TASK OBJECTIVE » For the data below, give again exactly the lines from the one containing "Registered objects keyed" through the one containing "every registered object.", both ends included, and no others.

DATA TO EXAMINE »
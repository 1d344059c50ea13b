//! Discriminator -> constructor table used when reloading serialized records.

use std::collections::BTreeMap;
use std::fmt;

use serde_json::Value;

use crate::base::{Attributes, BaseModel, CLASS_KEY};
use crate::entity::{Entity, SharedModel};
use crate::errors::ModelError;
use crate::state::State;
use crate::user::User;

pub type Constructor = fn(&Attributes) -> Result<SharedModel, ModelError>;

fn construct<E: Entity>(dict: &Attributes) -> Result<SharedModel, ModelError> {
    let entity = E::from_dict(dict)?;
    Ok(entity.into_shared())
}

#[derive(Clone, Default)]
pub struct ClassRegistry {
    constructors: BTreeMap<&'static str, Constructor>,
}

impl ClassRegistry {
    /// Empty registry; every lookup fails until classes are registered.
    pub fn new() -> Self { Self::default() }

    /// Registry with every entity shipped by this crate.
    pub fn with_defaults() -> Self {
        let mut registry = Self::new();
        registry.register::<BaseModel>().register::<State>().register::<User>();
        registry
    }

    pub fn register<E: Entity>(&mut self) -> &mut Self {
        self.constructors.insert(E::CLASS_NAME, construct::<E>);
        self
    }

    pub fn contains(&self, class_name: &str) -> bool {
        self.constructors.contains_key(class_name)
    }

    pub fn class_names(&self) -> impl Iterator<Item = &'static str> + '_ {
        self.constructors.keys().copied()
    }

    /// Rehydrate `dict` as an instance of `class_name`.
    pub fn construct(&self, class_name: &str, dict: &Attributes) -> Result<SharedModel, ModelError> {
        let constructor = self
            .constructors
            .get(class_name)
            .ok_or_else(|| ModelError::UnknownClass(class_name.to_string()))?;
        constructor(dict)
    }

    /// Rehydrate a record, picking the type from its `__class__` entry.
    pub fn rehydrate(&self, dict: &Attributes) -> Result<SharedModel, ModelError> {
        match dict.get(CLASS_KEY) {
            None | Some(Value::Null) => Err(ModelError::MissingClass),
            Some(Value::String(class_name)) => self.construct(class_name, dict),
            Some(other) => Err(ModelError::type_error(format!("`{CLASS_KEY}` must be a string, got {other}"))),
        }
    }
}

impl fmt::Debug for ClassRegistry {
    fn fmt(&self, f: &mut fmt::Formatter<'_>) -> fmt::Result {
        f.debug_set().entries(self.constructors.keys()).finish()
    }
}
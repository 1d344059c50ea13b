use std::process::ExitCode;

use configs::{AppConfig, LogFormat};
use dotenvy::dotenv;
use models::ObjectStore;
use service::FileStorage;
use tracing::{error, info};

/// Crates whose events are shown at `info` when `RUST_LOG` is unset.
const LOG_CRATES: &[&str] = &[env!("CARGO_CRATE_NAME"), service::CRATE_NAME, common::CRATE_NAME];

fn init_logging(format: LogFormat) {
    match format {
        LogFormat::Compact => common::utils::logging::init_logging_default(LOG_CRATES),
        LogFormat::Json => common::utils::logging::init_logging_json(LOG_CRATES),
    }
    info!(service = "storage", event = "logger_init", "tracing subscriber initialized");
}

fn run(cfg: &AppConfig) -> anyhow::Result<()> {
    let storage = FileStorage::from_config(&cfg.storage)?;
    info!(
        service = "storage",
        event = "opened",
        path = %storage.path().display(),
        count = storage.len(),
        "storage file loaded"
    );
    for obj in storage.all().values() {
        println!("{}", &*obj.borrow());
    }
    Ok(())
}

fn main() -> ExitCode {
    // 提前加载 .env，使得 RUST_LOG / HBNB_FILE_PATH 等环境变量生效
    dotenv().ok();

    let cfg = match AppConfig::load_and_validate() {
        Ok(cfg) => cfg,
        Err(e) => {
            init_logging(LogFormat::Compact);
            error!(service = "storage", event = "config_invalid", error = %e, "failed to load configuration");
            return ExitCode::FAILURE;
        }
    };
    init_logging(cfg.logging.format);

    match run(&cfg) {
        Ok(()) => ExitCode::SUCCESS,
        Err(e) => {
            error!(service = "storage", event = "run_failed", error = %e, "storage inspection failed");
            ExitCode::FAILURE
        }
    }
}
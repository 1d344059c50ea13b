//! Persistence seam between entities and the storage engine.

use std::collections::BTreeMap;
use std::rc::Rc;

use serde_json::Value;

use crate::base::Attributes;
use crate::entity::SharedModel;
use crate::errors::ModelError;
use crate::registry::ClassRegistry;

/// Registered objects keyed by `"<ClassName>.<id>"`.
pub type Objects = BTreeMap<String, SharedModel>;

/// Store that entities register with and save through.
/// The file-backed engine lives in the `service` crate.
pub trait ObjectStore {
    type Error: From<ModelError>;

    fn all(&self) -> &Objects;

    /// Register `obj` under its composite key, replacing any previous entry.
    ///
    /// # Panics
    ///
    /// If `obj` is mutably borrowed.
    fn register(&mut self, obj: SharedModel);

    /// Persist every registered object.
    fn save(&mut self) -> Result<(), Self::Error>;

    /// Merge previously persisted objects back into the registry.
    fn reload(&mut self) -> Result<(), Self::Error>;
}

/// Insert `obj` under its current key. An entry the same instance held under
/// an older key (its id was reassigned) is dropped.
pub fn insert(objects: &mut Objects, obj: SharedModel) -> String {
    let key = obj.borrow().key();
    objects.retain(|k, held| k == &key || !Rc::ptr_eq(held, &obj));
    objects.insert(key.clone(), obj);
    key
}

/// Re-key every entry from its object's current id.
pub fn rekey(objects: &mut Objects) -> Result<(), ModelError> {
    let mut current = Objects::new();
    for (key, obj) in objects.iter() {
        let obj_key = obj.try_borrow().map_err(|_| ModelError::Borrowed(key.clone()))?.key();
        current.insert(obj_key, Rc::clone(obj));
    }
    *objects = current;
    Ok(())
}

/// Serialize the current state of every object via `to_dict()`, keyed by
/// composite key.
pub fn snapshot(objects: &Objects) -> Result<Attributes, ModelError> {
    objects
        .iter()
        .map(|(key, obj)| {
            let obj = obj.try_borrow().map_err(|_| ModelError::Borrowed(key.clone()))?;
            Ok((key.clone(), Value::Object(obj.to_dict())))
        })
        .collect()
}

/// Rehydrate a snapshot. Fails on the first bad record; nothing is returned partially.
pub fn restore(classes: &ClassRegistry, snapshot: &Attributes) -> Result<Objects, ModelError> {
    let mut objects = Objects::new();
    for (key, entry) in snapshot {
        let dict = entry
            .as_object()
            .ok_or_else(|| ModelError::type_error(format!("entry `{key}` is not an object")))?;
        let obj = classes.rehydrate(dict)?;
        insert(&mut objects, obj);
    }
    Ok(objects)
}

/// In-memory store for tests and doc examples
pub mod memory {
    use super::*;

    /// Keeps the last saved snapshot in memory instead of a file.
    #[derive(Debug)]
    pub struct MemoryStore {
        objects: Objects,
        classes: ClassRegistry,
        saved: Option<Attributes>,
        pub saves: usize,
    }

    impl Default for MemoryStore {
        fn default() -> Self {
            Self { objects: Objects::new(), classes: ClassRegistry::with_defaults(), saved: None, saves: 0 }
        }
    }

    impl MemoryStore {
        pub fn saved(&self) -> Option<&Attributes> {
            self.saved.as_ref()
        }
    }

    impl ObjectStore for MemoryStore {
        type Error = ModelError;

        fn all(&self) -> &Objects {
            &self.objects
        }

        fn register(&mut self, obj: SharedModel) {
            insert(&mut self.objects, obj);
        }

        fn save(&mut self) -> Result<(), ModelError> {
            rekey(&mut self.objects)?;
            self.saved = Some(snapshot(&self.objects)?);
            self.saves += 1;
            Ok(())
        }

        fn reload(&mut self) -> Result<(), ModelError> {
            if let Some(saved) = &self.saved {
                let restored = restore(&self.classes, saved)?;
                self.objects.extend(restored);
            }
            Ok(())
        }
    }
}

WRITTEN ANSWER »
/// Registered objects keyed by `"<ClassName>.<id>"`.
pub type Objects = BTreeMap<String, SharedModel>;

/// Store that entities register with and save through.
/// The file-backed engine lives in the `service` crate.
pub trait ObjectStore {
    type Error: From<ModelError>;

    fn all(&self) -> &Objects;

    /// Register `obj` under its composite key, replacing any previous entry.
    ///
    /// # Panics
    ///
    /// If `obj` is mutably borrowed.
    fn register(&mut self, obj: SharedModel);

    /// Persist every registered object.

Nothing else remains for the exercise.